§ EXERCISE BRIEF: List the lines of this listing that hold the word "return".

■ ■ ■ ■ ■ ■ ■

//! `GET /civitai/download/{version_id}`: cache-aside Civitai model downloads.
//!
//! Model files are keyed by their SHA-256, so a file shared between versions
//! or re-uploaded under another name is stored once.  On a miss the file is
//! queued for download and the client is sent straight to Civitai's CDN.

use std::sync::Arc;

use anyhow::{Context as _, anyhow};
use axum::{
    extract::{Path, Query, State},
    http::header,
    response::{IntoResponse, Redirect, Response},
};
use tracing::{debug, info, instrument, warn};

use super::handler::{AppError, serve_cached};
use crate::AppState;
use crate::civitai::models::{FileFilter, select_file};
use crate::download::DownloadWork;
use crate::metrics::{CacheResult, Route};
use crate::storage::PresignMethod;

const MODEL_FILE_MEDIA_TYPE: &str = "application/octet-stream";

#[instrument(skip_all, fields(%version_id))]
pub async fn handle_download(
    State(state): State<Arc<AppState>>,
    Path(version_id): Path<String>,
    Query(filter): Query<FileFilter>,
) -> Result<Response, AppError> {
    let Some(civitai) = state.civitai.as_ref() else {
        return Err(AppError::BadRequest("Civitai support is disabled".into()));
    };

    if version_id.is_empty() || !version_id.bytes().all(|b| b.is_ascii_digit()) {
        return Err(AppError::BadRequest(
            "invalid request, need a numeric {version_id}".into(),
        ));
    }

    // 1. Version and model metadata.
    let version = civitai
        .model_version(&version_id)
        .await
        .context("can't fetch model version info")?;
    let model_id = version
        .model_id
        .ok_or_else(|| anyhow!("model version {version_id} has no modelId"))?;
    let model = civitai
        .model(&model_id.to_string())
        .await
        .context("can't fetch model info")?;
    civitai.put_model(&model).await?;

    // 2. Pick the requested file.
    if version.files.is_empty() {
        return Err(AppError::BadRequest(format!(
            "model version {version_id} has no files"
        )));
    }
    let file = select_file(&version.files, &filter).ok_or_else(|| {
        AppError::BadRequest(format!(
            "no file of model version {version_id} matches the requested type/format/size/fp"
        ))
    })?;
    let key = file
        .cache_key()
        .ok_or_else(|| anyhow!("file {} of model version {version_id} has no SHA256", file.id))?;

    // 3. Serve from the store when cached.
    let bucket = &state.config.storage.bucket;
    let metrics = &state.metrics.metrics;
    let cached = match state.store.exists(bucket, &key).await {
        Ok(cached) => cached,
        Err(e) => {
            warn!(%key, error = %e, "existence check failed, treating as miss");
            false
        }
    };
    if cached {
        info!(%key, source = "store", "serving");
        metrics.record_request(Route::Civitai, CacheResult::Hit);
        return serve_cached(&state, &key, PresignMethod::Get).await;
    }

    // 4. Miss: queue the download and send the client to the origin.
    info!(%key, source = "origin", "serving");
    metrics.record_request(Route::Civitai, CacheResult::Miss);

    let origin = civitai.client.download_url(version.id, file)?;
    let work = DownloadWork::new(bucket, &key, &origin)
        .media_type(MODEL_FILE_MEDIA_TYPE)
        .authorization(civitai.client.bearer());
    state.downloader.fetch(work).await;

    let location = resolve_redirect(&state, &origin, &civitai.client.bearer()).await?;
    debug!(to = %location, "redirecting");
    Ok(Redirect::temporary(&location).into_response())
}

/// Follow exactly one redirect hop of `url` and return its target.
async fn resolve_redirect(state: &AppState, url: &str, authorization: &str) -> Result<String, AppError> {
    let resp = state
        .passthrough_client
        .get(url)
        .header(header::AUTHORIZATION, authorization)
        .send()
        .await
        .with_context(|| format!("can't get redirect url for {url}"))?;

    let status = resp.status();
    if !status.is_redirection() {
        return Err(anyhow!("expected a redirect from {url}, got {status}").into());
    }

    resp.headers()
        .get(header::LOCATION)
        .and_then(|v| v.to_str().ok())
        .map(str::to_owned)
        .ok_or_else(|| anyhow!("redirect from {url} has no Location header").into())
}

■ ■ ■ ■ ■ ■ ■

§ RESULT OF THE EXERCISE:
        return Err(AppError::BadRequest("Civitai support is disabled".into()));
        return Err(AppError::BadRequest(
        return Err(AppError::BadRequest(format!(
        return serve_cached(&state, &key, PresignMethod::Get).await;
/// Follow exactly one redirect hop of `url` and return its target.
        return Err(anyhow!("expected a redirect from {url}, got {status}").into());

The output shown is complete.